At 430 days pso, NAb targeting RBD showed consistently high or slightly increased base sensitivity of 90-94%, indicating a sustained duration of neutralization than shown in past research studies. Most patients achieved high antibody avidity of 76% after 12 months pso and 94% after 14 months pso. The avidity against immunogenic S and RBD slowly increased to more than 60% at 120 days pso, then stabilized before further increasing at 430 days pso. In contrast, avidity against N was low, with only 20-26% of patients showing high avidity.

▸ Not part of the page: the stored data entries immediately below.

//! Three-stop color gradient evaluation
//!
//! Pure piecewise-linear blending between three RGB stops. This is the
//! innermost function of the island coloring path and has no side effects,
//! so it is tested directly against its algebraic definition.

/// An RGB color with normalized `[0, 1]` channels.
pub type Color = [f32; 3];

/// The three stops of the island gradient, ordered by height.
#[derive(Debug, Clone, Copy, PartialEq)]
pub struct GradientStops {
    /// Color at the top of the height domain. Present in the config but not
    /// currently wired to any control (reserved).
    pub top: Color,
    /// Color at the domain midpoint ("Island Color" in the UI).
    pub mid: Color,
    /// Color at the bottom of the height domain.
    pub bottom: Color,
}

impl Default for GradientStops {
    fn default() -> Self {
        Self {
            top: [0.6431, 0.5412, 0.7216],    // #a48ab8
            mid: [0.3412, 0.3451, 0.1059],    // #57581b
            bottom: [0.7294, 0.0000, 0.4196], // #ba006b
        }
    }
}

/// Per-channel linear interpolation between two colors.
pub fn lerp(a: Color, b: Color, t: f32) -> Color {
    [
        a[0] + (b[0] - a[0]) * t,
        a[1] + (b[1] - a[1]) * t,
        a[2] + (b[2] - a[2]) * t,
    ]
}

/// Evaluates the three-stop gradient at `t`.
///
/// For `t < 0.5` this blends from `bottom` to `mid` with local factor `t * 2`;
/// otherwise from `mid` to `top` with local factor `(t - 0.5) * 2`. The tie at
/// exactly 0.5 routes to the upper segment; both segments evaluate to `mid`
/// there, so the gradient is continuous.
///
/// `t` outside `[0, 1]` extrapolates linearly along the nearest segment.
pub fn blend(t: f32, stops: &GradientStops) -> Color {
    if t < 0.5 {
        lerp(stops.bottom, stops.mid, t * 2.0)
    } else {
        lerp(stops.mid, stops.top, (t - 0.5) * 2.0)
    }
}

#[cfg(test)]
mod tests {
    use super::*;

    fn stops() -> GradientStops {
        GradientStops {
            top: [1.0, 1.0, 1.0],
            mid: [0.0, 0.0, 0.0],
            bottom: [0.0, 0.0, 1.0],
        }
    }

    #[test]
    fn endpoints_are_exact() {
        let s = stops();
        assert_eq!(blend(0.0, &s), s.bottom);
        assert_eq!(blend(1.0, &s), s.top);
    }

    #[test]
    fn midpoint_routes_to_upper_segment() {
        let s = stops();
        // Both segments agree at the boundary, so the tie-break is invisible
        // in the output.
        assert_eq!(blend(0.5, &s), s.mid);
    }

    #[test]
    fn lower_segment_matches_lerp() {
        let s = stops();
        for i in 0..50 {
            let t = i as f32 / 100.0;
            assert_eq!(blend(t, &s), lerp(s.bottom, s.mid, t * 2.0));
        }
    }

    #[test]
    fn upper_segment_matches_lerp() {
        let s = stops();
        for i in 50..=100 {
            let t = i as f32 / 100.0;
            assert_eq!(blend(t, &s), lerp(s.mid, s.top, (t - 0.5) * 2.0));
        }
    }

    #[test]
    fn continuous_at_midpoint() {
        let s = stops();
        let eps = 1e-6;
        let below = blend(0.5 - eps, &s);
        let at = blend(0.5, &s);
        for c in 0..3 {
            assert!((below[c] - at[c]).abs() < 1e-4);
        }
    }

    #[test]
    fn quarter_point_scenario() {
        // blend(0.25) = lerp(bottom, mid, 0.5) = (0, 0, 0.5)
        let got = blend(0.25, &stops());
        assert_eq!(got, [0.0, 0.0, 0.5]);
    }
}
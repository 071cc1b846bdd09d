use super::camera_utils::{convert_matrix4_to_array, Camera, CameraUniform};
use cgmath::*;

#[rustfmt::skip]
pub const OPENGL_TO_WGPU_MATRIX: cgmath::Matrix4<f32> = cgmath::Matrix4::new(
    1.0, 0.0, 0.0, 0.0,
    0.0, 1.0, 0.0, 0.0,
    0.0, 0.0, 0.5, 0.5,
    0.0, 0.0, 0.0, 1.0,
);

/// Camera orbiting a target point, driven by mouse drag and scroll.
#[derive(Debug, Clone, Copy)]
pub struct OrbitCamera {
    pub distance: f32,
    pub pitch: f32,
    pub yaw: f32,
    pub eye: Vector3<f32>,
    pub target: Vector3<f32>,
    pub up: Vector3<f32>,
    pub bounds: OrbitCameraBounds,
    pub aspect: f32,
    pub fovy: Rad<f32>,
    pub znear: f32,
    pub zfar: f32,
    pub uniform: CameraUniform,
}

impl Camera for OrbitCamera {
    fn build_view_projection_matrix(&self) -> Matrix4<f32> {
        let eye = Point3::from_vec(self.eye);
        let target = Point3::from_vec(self.target);
        let view = Matrix4::look_at_rh(eye, target, self.up);
        let proj =
            OPENGL_TO_WGPU_MATRIX * perspective(self.fovy, self.aspect, self.znear, self.zfar);
        proj * view
    }
}

impl OrbitCamera {
    pub fn new(distance: f32, pitch: f32, yaw: f32, target: Vector3<f32>, aspect: f32) -> Self {
        let mut camera = Self {
            distance,
            pitch,
            yaw,
            eye: Vector3::zero(), // Recalculated in `update()`.
            target,
            up: Vector3::unit_y(),
            bounds: OrbitCameraBounds::default(),
            aspect,
            fovy: cgmath::Rad(std::f32::consts::PI / 4.0),
            znear: 0.1,
            zfar: 1000.0,
            uniform: CameraUniform::default(),
        };
        camera.update();
        camera
    }

    pub fn set_distance(&mut self, distance: f32) {
        self.distance = distance.clamp(
            self.bounds.min_distance.unwrap_or(f32::EPSILON),
            self.bounds.max_distance.unwrap_or(f32::MAX),
        );
        self.update();
    }

    pub fn add_distance(&mut self, delta: f32) {
        let corrected_zoom = f32::log10(self.distance) * delta;
        self.set_distance(self.distance + corrected_zoom);
    }

    pub fn set_pitch(&mut self, pitch: f32) {
        self.pitch = pitch.clamp(self.bounds.min_pitch, self.bounds.max_pitch);
        self.update();
    }

    pub fn add_pitch(&mut self, delta: f32) {
        self.set_pitch(self.pitch + delta);
    }

    pub fn set_yaw(&mut self, yaw: f32) {
        let mut bounded_yaw = yaw;
        if let Some(min_yaw) = self.bounds.min_yaw {
            bounded_yaw = bounded_yaw.clamp(min_yaw, f32::MAX);
        }
        if let Some(max_yaw) = self.bounds.max_yaw {
            bounded_yaw = bounded_yaw.clamp(f32::MIN, max_yaw);
        }
        self.yaw = bounded_yaw;
        self.update();
    }

    pub fn add_yaw(&mut self, delta: f32) {
        self.set_yaw(self.yaw + delta);
    }

    /// Pans the camera relative to the current view direction.
    /// delta.0 = horizontal pan, delta.1 = vertical pan.
    pub fn pan(&mut self, delta: (f32, f32)) {
        let forward = (self.target - self.eye).normalize();
        let right = forward.cross(self.up).normalize();
        let up = right.cross(forward).normalize();

        // Scale pan movement by distance for consistent feel at all zoom levels.
        let pan_scale = self.distance * 0.1;

        let horizontal_movement = right * delta.0 * pan_scale;
        let vertical_movement = up * delta.1 * pan_scale;
        let total_movement = horizontal_movement + vertical_movement;

        self.eye += total_movement;
        self.target += total_movement;
    }

    /// Updates the camera after changing `distance`, `pitch` or `yaw`.
    fn update(&mut self) {
        self.eye =
            calculate_cartesian_eye_position(self.pitch, self.yaw, self.distance, self.target);
    }

    pub fn resize_projection(&mut self, width: u32, height: u32) {
        self.aspect = width as f32 / height as f32;
    }

    pub fn update_view_proj(&mut self) {
        self.uniform.view_position = [self.eye.x, self.eye.y, self.eye.z, 1.0];
        self.uniform.view_proj = convert_matrix4_to_array(self.build_view_projection_matrix());
    }
}

#[derive(Debug, Clone, Copy)]
pub struct OrbitCameraBounds {
    pub min_distance: Option<f32>,
    pub max_distance: Option<f32>,
    pub min_pitch: f32,
    pub max_pitch: f32,
    pub min_yaw: Option<f32>,
    pub max_yaw: Option<f32>,
}

impl Default for OrbitCameraBounds {
    fn default() -> Self {
        Self {
            min_distance: Some(2.0),
            max_distance: Some(120.0),
            min_pitch: -std::f32::consts::PI / 2.0 + f32::EPSILON,
            max_pitch: std::f32::consts::PI / 2.0 - f32::EPSILON,
            min_yaw: None,
            max_yaw: None,
        }
    }
}

fn calculate_cartesian_eye_position(
    pitch: f32,
    yaw: f32,
    distance: f32,
    target: Vector3<f32>,
) -> Vector3<f32> {
    Vector3::new(
        distance * yaw.sin() * pitch.cos(),
        distance * pitch.sin(),
        distance * yaw.cos() * pitch.cos(),
    ) + target
}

To summarize, at 30-60 days pso, sensitivities for IgG-S, TAb-N, TAb-S/RBD, IgG-N, IgA-S, IgM-RBD, and NAb was 89.7%, 99.5%, 96.6%, 94.3%, 80.9%, 76.9% and 92.8%, respectively. During follow-up 430 days pso, results showed that TAb-S/RBD increased slightly while TAb-N decreased slightly. Also, IgG-S and IgA-S decreased moderately, and NAb remained positive before slightly decreasing at 300 days pso. IgG-N decreased significantly from day 120 pso and IgM-RBD dropped after 30-60 days pso. Test specificities were ≥99%, except for IgA for which the test sensitivity was 96%. Steady high antibody avidity was observed against S and RBD in 94.3% of patients after 430 days pso. Based on the antibody-binding efficiency of the test design, these findings correlated with persistent antibody detection.
Conclusion
The study findings indicated that antibody detection showed a distinct pattern depending on the type of antibody detected, the target antigen, the test design, antibody avidity level, and COVID-19 severity. The duration of antibody responses was primarily driven by avidity progression for S/RBD and its exploitation by the respective test design. TAb assays, based on S/RBD, showed high sensitivity and persistent antibody detection for more than 14 months pso with consistent antibody titers.